Pesquisadores calcularam que, entre 2002 e 2021, níveis mais elevados de financiamento da Ajuda Oficial ao Desenvolvimento (AOD) estiveram associados a uma redução de 23% na mortalidade geral e de 39% na mortalidade infantil em 93 países de baixa e média renda. Esses investimentos também reduziram a mortalidade por HIV em 70%, por malária em 56% e por desnutrição em 56%. O estudo concluiu ainda que houve reduções significativas na mortalidade por tuberculose, doenças diarreicas, doenças respiratórias e causas maternas e perinatais.
É esse progresso que está em risco. O estudo alerta que não apenas as consequências humanitárias provavelmente serão “devastadoras”, mas “as consequências a médio e longo prazo para a saúde pública, o desenvolvimento econômico e a estabilidade social poderão ser ainda mais abrangentes”.
Os pesquisadores enfatizam que a Ajuda Oficial ao Desenvolvimento (AOD, na sigla em inglês) não serviu apenas para lidar com crises e desigualdades nos países, mas também para fortalecer e manter os sistemas de saúde, tornando-os capazes de controlar e erradicar doenças e enfrentar surtos e epidemias.
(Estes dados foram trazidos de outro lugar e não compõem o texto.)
//! Outbound message types for network communication.

use isaac_messages::{BallotGossip, HandoverMessage};
use isaac_types::ConnInfo;

/// Outbound network messages.
///
/// These are the messages that a node can send to other nodes.
/// The membership layer handles the actual network I/O.
#[derive(Debug, Clone)]
pub enum OutboundMessage {
    // ═══════════════════════════════════════════════════════════════════════
    // Consensus Messages
    // ═══════════════════════════════════════════════════════════════════════
    /// Ballot broadcast to every consensus node.
    Ballot(Box<BallotGossip>),

    // ═══════════════════════════════════════════════════════════════════════
    // Handover Messages
    // ═══════════════════════════════════════════════════════════════════════
    /// Point-to-point message between the handover brokers.
    Handover {
        /// Peer the message is for.
        to: ConnInfo,
        /// Message.
        message: Box<HandoverMessage>,
    },
}

impl OutboundMessage {
    /// Get a human-readable name for this message type.
    pub fn type_name(&self) -> &'static str {
        match self {
            OutboundMessage::Ballot(_) => "Ballot",
            OutboundMessage::Handover { .. } => "Handover",
        }
    }

    /// Check if this is broadcast rather than sent to one peer.
    pub fn is_broadcast(&self) -> bool {
        matches!(self, OutboundMessage::Ballot(_))
    }
}
//! Operations and proposals.

use crate::signing::proposal_message;
use crate::{Hash, LocalNode, NetworkId, NodeAddress, NodeSign, Point, ValidationError};
use serde::{Deserialize, Serialize};

/// An operation included in a block.
///
/// The body is opaque to consensus; only the hashes matter for trees and
/// duplicate checks.
#[derive(Debug, Clone, PartialEq, Eq, Serialize, Deserialize)]
pub struct Operation {
    /// Hash of the operation (fact plus signatures).
    pub hash: Hash,
    /// Hash of the fact.
    pub fact_hash: Hash,
    /// Opaque body.
    pub body: String,
}

impl Operation {
    /// Create an operation from an opaque body.
    pub fn new(body: impl Into<String>) -> Self {
        let body = body.into();
        let fact_hash = Hash::from_parts(&[b"operation_fact", body.as_bytes()]);
        let hash = Hash::from_parts(&[b"operation", fact_hash.as_bytes()]);
        Self {
            hash,
            fact_hash,
            body,
        }
    }
}

/// What a proposer proposes for a point.
#[derive(Debug, Clone, PartialEq, Eq, Serialize, Deserialize)]
pub struct ProposalFact {
    /// Point proposed for.
    pub point: Point,
    /// Proposer node.
    pub proposer: NodeAddress,
    /// Block the proposal builds on; `None` at genesis.
    pub previous_block: Option<Hash>,
    /// `(operation hash, fact hash)` pairs, in block order.
    pub operations: Vec<(Hash, Hash)>,
    /// Unix milliseconds of the proposal.
    pub proposed_at: u64,
}

impl ProposalFact {
    /// Content hash, referenced by ballot facts and the manifest.
    pub fn hash(&self) -> Hash {
        Hash::of_json(b"proposal_fact", self)
    }
}

/// A proposal signed by its proposer.
#[derive(Debug, Clone, PartialEq, Eq, Serialize, Deserialize)]
pub struct ProposalSignFact {
    /// Fact.
    pub fact: ProposalFact,
    /// Proposer signature.
    pub sign: NodeSign,
}

impl ProposalSignFact {
    /// Sign `fact` as the local node.
    pub fn new(fact: ProposalFact, local: &LocalNode, network_id: &NetworkId) -> Self {
        let signature = local.sign(&proposal_message(network_id, &fact.hash()));
        Self {
            fact,
            sign: NodeSign {
                node: local.address().clone(),
                signer: local.public_key(),
                signature,
            },
        }
    }

    /// Proposal hash.
    pub fn hash(&self) -> Hash {
        self.fact.hash()
    }

    /// Signature and proposer match.
    pub fn is_valid(&self, network_id: &NetworkId) -> Result<(), ValidationError> {
        if self.sign.node != self.fact.proposer {
            return Err(ValidationError::invalid(
                "proposal",
                "signer is not the proposer",
            ));
        }
        if !self
            .sign
            .signer
            .verify(&proposal_message(network_id, &self.hash()), &self.sign.signature)
        {
            return Err(ValidationError::Signature {
                what: "proposal",
                node: self.sign.node.clone(),
            });
        }
        Ok(())
    }
}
Monti explica que a retirada do financiamento, neste caso, significa “eliminar uma ou mais peças do quebra-cabeça” do sistema e que as verdadeiras consequências serão vistas a longo prazo.
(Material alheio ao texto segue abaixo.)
//! Block storage on the local filesystem.
//!
//! Each block lives in its own directory (see [`height_directory`]) holding
//! one file per item plus the signed block map:
//!
//! ```text
//! <root>/
//!   temp/<height>-<ulid>/          block being written
//!   000/000/000/033/
//!     map.json                     signed block map
//!     proposal.json                proposal sign fact
//!     operations.ndjson.gz         "<index>,<operation>" per line
//!     operations_tree.ndjson.gz    tree hint, then "<index>,<node>" per line
//!     states.ndjson.gz             "<index>,<state>" per line
//!     states_tree.ndjson.gz        tree hint, then "<index>,<node>" per line
//!     voteproofs.ndjson            INIT and ACCEPT voteproofs
//! ```
//!
//! The SHA-256 of every item file is recorded in the block map. A block is
//! written into its temporary directory and published by renaming that
//! directory, so a block directory is either complete or absent.

mod checksum;
mod importer;
mod path;
mod reader;
mod writer;

pub use checksum::{sha256_hex, ChecksumReader, ChecksumWriter};
pub use importer::LocalFsImporter;
pub use path::{block_directory, height_directory, item_file_name, temp_directory, TEMP_DIR};
pub use reader::LocalFsReader;
pub use writer::LocalFsWriter;

use flate2::write::GzEncoder;
use flate2::Compression;
use isaac_core::{EncodeError, Encoder, ProcessorError};
use isaac_types::{
    BlockItemType, BlockMapItem, FixedTree, FixedTreeNode, Operation, ProposalSignFact, State,
    Voteproof, FIXED_TREE_HINT,
};
use rayon::prelude::*;
use serde::de::DeserializeOwned;
use serde::Serialize;
use std::fs::File;
use std::io::{self, BufRead, BufWriter, Write};
use std::path::{Path, PathBuf};

/// Local filesystem errors.
#[derive(Debug, thiserror::Error)]
pub enum LocalFsError {
    #[error("io: {0}")]
    Io(#[from] io::Error),

    #[error(transparent)]
    Encode(#[from] EncodeError),

    #[error("not found: {0}")]
    NotFound(String),

    #[error("already exists, {}", .0.display())]
    AlreadyExists(PathBuf),

    #[error("checksum mismatch of {item}: expected {expected}, got {got}")]
    Checksum {
        item: BlockItemType,
        expected: String,
        got: String,
    },

    #[error("invalid: {0}")]
    Invalid(String),

    #[error("local fs writer canceled")]
    Canceled,
}

impl LocalFsError {
    pub fn is_not_found(&self) -> bool {
        matches!(self, LocalFsError::NotFound(_))
    }
}

impl From<LocalFsError> for ProcessorError {
    fn from(e: LocalFsError) -> Self {
        match e {
            LocalFsError::Canceled => ProcessorError::Canceled,
            LocalFsError::NotFound(s) => ProcessorError::NotFound(s),
            LocalFsError::Io(e) => ProcessorError::Retry(e.to_string()),
            e => ProcessorError::StopProcessingRetry(e.to_string()),
        }
    }
}

/// A decoded block item.
#[derive(Debug, Clone, PartialEq)]
pub enum BlockItem {
    Proposal(ProposalSignFact),
    Operations(Vec<Operation>),
    OperationsTree(FixedTree),
    States(Vec<State>),
    StatesTree(FixedTree),
    /// INIT and ACCEPT voteproofs.
    Voteproofs(Voteproof, Voteproof),
}

enum Sink {
    Plain(ChecksumWriter<BufWriter<File>>),
    Gzip(GzEncoder<ChecksumWriter<BufWriter<File>>>),
}

/// Writes one item file, counting records and checksumming the on-disk
/// bytes.
pub(crate) struct ItemFile {
    sink: Sink,
    path: PathBuf,
    count: u64,
}

impl ItemFile {
    pub(crate) fn create(path: PathBuf, compressed: bool) -> Result<Self, LocalFsError> {
        let w = ChecksumWriter::new(BufWriter::new(File::create(&path)?));
        let sink = if compressed {
            Sink::Gzip(GzEncoder::new(w, Compression::default()))
        } else {
            Sink::Plain(w)
        };
        Ok(Self {
            sink,
            path,
            count: 0,
        })
    }

    fn writer(&mut self) -> &mut dyn Write {
        match &mut self.sink {
            Sink::Plain(w) => w,
            Sink::Gzip(w) => w,
        }
    }

    /// Write one record line.
    pub(crate) fn write_line<E: Encoder, T: Serialize + ?Sized>(
        &mut self,
        enc: &E,
        value: &T,
    ) -> Result<(), LocalFsError> {
        let b = enc.marshal(value)?;
        let w = self.writer();
        w.write_all(&b)?;
        w.write_all(b"\n")?;
        self.count += 1;
        Ok(())
    }

    /// Write one `<index>,<value>` record line.
    pub(crate) fn write_indexed<E: Encoder, T: Serialize + ?Sized>(
        &mut self,
        enc: &E,
        index: u64,
        value: &T,
    ) -> Result<(), LocalFsError> {
        let b = enc.marshal(value)?;
        let w = self.writer();
        write!(w, "{index},")?;
        w.write_all(&b)?;
        w.write_all(b"\n")?;
        self.count += 1;
        Ok(())
    }

    /// Write a line that is not a record, like a tree hint.
    pub(crate) fn write_raw_line(&mut self, line: &[u8]) -> Result<(), LocalFsError> {
        let w = self.writer();
        w.write_all(line)?;
        w.write_all(b"\n")?;
        Ok(())
    }

    pub(crate) fn count(&self) -> u64 {
        self.count
    }

    pub(crate) fn path(&self) -> &Path {
        &self.path
    }

    /// Flush and return the block map entry.
    pub(crate) fn finish(self) -> Result<BlockMapItem, LocalFsError> {
        let (cw, compressed) = match self.sink {
            Sink::Plain(w) => (w, false),
            Sink::Gzip(w) => (w.finish()?, true),
        };
        let checksum = cw.checksum();
        cw.into_inner().flush()?;

        Ok(BlockMapItem {
            checksum,
            count: self.count,
            compressed,
        })
    }
}

/// Split a `<index>,<value>` line.
pub fn split_indexed(line: &[u8]) -> Result<(u64, &[u8]), LocalFsError> {
    let pos = line
        .iter()
        .position(|b| *b == b',')
        .ok_or_else(|| LocalFsError::Invalid("missing index".into()))?;

    let index = std::str::from_utf8(&line[..pos])
        .ok()
        .and_then(|s| s.parse::<u64>().ok())
        .ok_or_else(|| LocalFsError::Invalid("wrong index".into()))?;
    Ok((index, &line[pos + 1..]))
}

fn non_empty_lines(b: &[u8]) -> Vec<&[u8]> {
    b.split(|c| *c == b'\n').filter(|l| !l.is_empty()).collect()
}

/// Decode `<index>,<value>` lines in parallel, ordered by index.
pub(crate) fn decode_indexed_lines<E: Encoder, T: DeserializeOwned + Send>(
    enc: &E,
    lines: &[&[u8]],
) -> Result<Vec<T>, LocalFsError> {
    let mut decoded: Vec<(u64, T)> = lines
        .par_iter()
        .map(|line| {
            let (index, b) = split_indexed(line)?;
            Ok((index, enc.unmarshal(b)?))
        })
        .collect::<Result<_, LocalFsError>>()?;

    decoded.sort_by_key(|(i, _)| *i);
    Ok(decoded.into_iter().map(|(_, v)| v).collect())
}

/// Decode a tree: the hint line, then `<index>,<node>` lines.
pub fn decode_tree<E: Encoder>(enc: &E, b: &[u8]) -> Result<FixedTree, LocalFsError> {
    let lines = non_empty_lines(b);
    match lines.first() {
        Some(hint) if *hint == FIXED_TREE_HINT.as_bytes() => {}
        _ => return Err(LocalFsError::Invalid("unknown tree hint".into())),
    }

    let nodes: Vec<FixedTreeNode> = decode_indexed_lines(enc, &lines[1..])?;
    FixedTree::from_nodes(nodes).map_err(LocalFsError::Invalid)
}

/// Decode the uncompressed bytes of an item file.
pub(crate) fn decode_item<E: Encoder>(
    enc: &E,
    t: BlockItemType,
    b: &[u8],
) -> Result<BlockItem, LocalFsError> {
    match t {
        BlockItemType::Map => Err(LocalFsError::Invalid("map is not an item".into())),
        BlockItemType::Proposal => Ok(BlockItem::Proposal(enc.unmarshal(b)?)),
        BlockItemType::Operations => Ok(BlockItem::Operations(decode_indexed_lines(
            enc,
            &non_empty_lines(b),
        )?)),
        BlockItemType::States => Ok(BlockItem::States(decode_indexed_lines(
            enc,
            &non_empty_lines(b),
        )?)),
        BlockItemType::OperationsTree => Ok(BlockItem::OperationsTree(decode_tree(enc, b)?)),
        BlockItemType::StatesTree => Ok(BlockItem::StatesTree(decode_tree(enc, b)?)),
        BlockItemType::Voteproofs => {
            let (ivp, avp) = decode_voteproofs(enc, b)?;
            Ok(BlockItem::Voteproofs(ivp, avp))
        }
    }
}

/// Decode the INIT and ACCEPT voteproof lines.
pub fn decode_voteproofs<E: Encoder>(
    enc: &E,
    b: &[u8],
) -> Result<(Voteproof, Voteproof), LocalFsError> {
    let lines = non_empty_lines(b);
    let [i, a] = lines.as_slice() else {
        return Err(LocalFsError::Invalid(format!(
            "expected 2 voteproofs, got {}",
            lines.len()
        )));
    };

    let ivp: Voteproof = enc.unmarshal(i)?;
    let avp: Voteproof = enc.unmarshal(a)?;
    if !ivp.is_init() || avp.is_init() {
        return Err(LocalFsError::Invalid("voteproofs out of order".into()));
    }
    Ok((ivp, avp))
}

/// Call `f` with every non-empty line of `r`, without the newline.
pub fn for_each_line<E: From<io::Error>>(
    r: &mut dyn BufRead,
    mut f: impl FnMut(&[u8]) -> Result<(), E>,
) -> Result<(), E> {
    let mut line = Vec::new();
    loop {
        line.clear();
        if r.read_until(b'\n', &mut line)? == 0 {
            return Ok(());
        }
        let l = line.strip_suffix(b"\n").unwrap_or(&line);
        if !l.is_empty() {
            f(l)?;
        }
    }
}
Pesquisadores do ISGlobal estão apelando aos doadores para que não retirem o financiamento abruptamente. “Não houve uma estratégia de transição, e precisamos pensar em como fazê-la de uma forma mais compatível e respeitosa, para não prejudicar a população”, afirma Rasella, alertando que as mudanças na Ajuda Oficial ao Desenvolvimento (AOD) devem levar em conta a situação atual dos países beneficiários. “A maioria gasta mais com o pagamento de suas dívidas do que com educação e saúde”, destaca ela, “se não fizermos isso com cuidado, haverá um número enorme de mortes evitáveis”.